AEM Headless SPA deployments

AEM Headless single-page app (SPA) deployments involve JavaScript-based applications built using frameworks such as React or Vue, that consume and interact with content in AEM in a headless manner.

Deploying a SPA that interacts AEM in a headless manner involves hosting the SPA and making it accessible via a web browser.

Host the SPA

A SPA is comprised of a collection of native web resources: HTML, CSS, and JavaScript. These resources are generated during the build process (for example, npm run build) and deployed to a host for consumption by end users.

There are various hosting options depending upon your organization’s requirements:

Cloud providers such as Azure or AWS.
On premise hosting in a corporate data center
Front-end hosting platforms such as AWS Amplify, Azure App Service, Netlify, Heroku, Vercel, etc.

Deployment configurations

The main consideration when hosting a SPA that interacts with AEM headless, is if the SPA is accessed via AEM’s domain (or host), or on a different domain. The reason is SPAs are web applications running in web browsers, and thus are subject to web browsers security policies.

Shared domain

A SPA and AEM share domains when both are access by end users from the same domain. For example:

AEM is accessed via: https://wknd.site/
SPA is accessed via https://wknd.site/spa

Since both AEM and the SPA are accessed from the same domain, web browsers allow the SPA to make XHR to AEM Headless endpoints without the need for CORS, and allow the sharing of HTTP cookies (such as AEM’s login-token cookie).

How SPA and AEM traffic is routed on the shared domain, is up to you: CDN with multiple origins, HTTP server with reverse proxy, hosting the SPA directly in AEM, and so on.

Below are deployment configurations required for SPA production deployments, when hosted on the same domain as AEM.

SPA connects to	AEM Author	AEM Publish	AEM Preview
Dispatcher filters	✘	✔	✔
Cross-origin resource sharing (CORS)	✘	✘	✘
AEM hosts	✘	✘	✘

Different domains

A SPA and AEM have different domains when they are accessed by end users from the different domain. For example:

AEM is accessed via: https://wknd.site/
SPA is accessed via https://wknd-app.site/

Since AEM and the SPA are accessed from different domains, web browsers enforce security policies such as cross-origin resource sharing (CORS), and prevent sharing HTTP cookies (such as AEM’s login-token cookie).
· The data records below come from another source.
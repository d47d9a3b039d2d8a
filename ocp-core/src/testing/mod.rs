//! Test doubles for the backend.
//!
//! [`MockBackend`] implements [`ResourceApi`](crate::traits::ResourceApi) in
//! memory so the poller and reconciler can be driven deterministically:
//! operation status sequences are scripted, resources are canned, and every
//! call is recorded for later assertions.

mod backend;

pub use backend::{MockBackend, RecordedCall, ScriptedStatus};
Below are deployment configurations required for SPA production deployments, when hosted on a different domain than AEM.

SPA connects to	AEM Author	AEM Publish	AEM Preview
Dispatcher filters	✘	✔	✔
Cross-origin resource sharing (CORS)	✔	✔	✔
AEM hosts	✔	✔	✔

Example SPA deployment on different domains

In this example, the SPA is deployed to a Netlify domain (https://main--sparkly-marzipan-b20bf8.netlify.app/) and the SPA consumes AEM GraphQL APIs from the AEM Publish domain (https://publish-p65804-e666805.adobeaemcloud.com). The below screenshots highlight the CORS requirement.

The SPA is served from a Netlify domain, but makes an XHR call to AEM GraphQL APIs on a different domain. This cross-site request requires CORS to be set up on AEM to allow request from the Netlify domain to access its content.
Inspecting the XHR request to the AEM GraphQL API, the Access-Control-Allow-Origin is present, indicating to the web browser that AEM allows request from this Netlify domain to access its content.

If the AEM CORS was missing or did not include the Netlify domain, the web browser would fail the XHR request, and report a CORS error.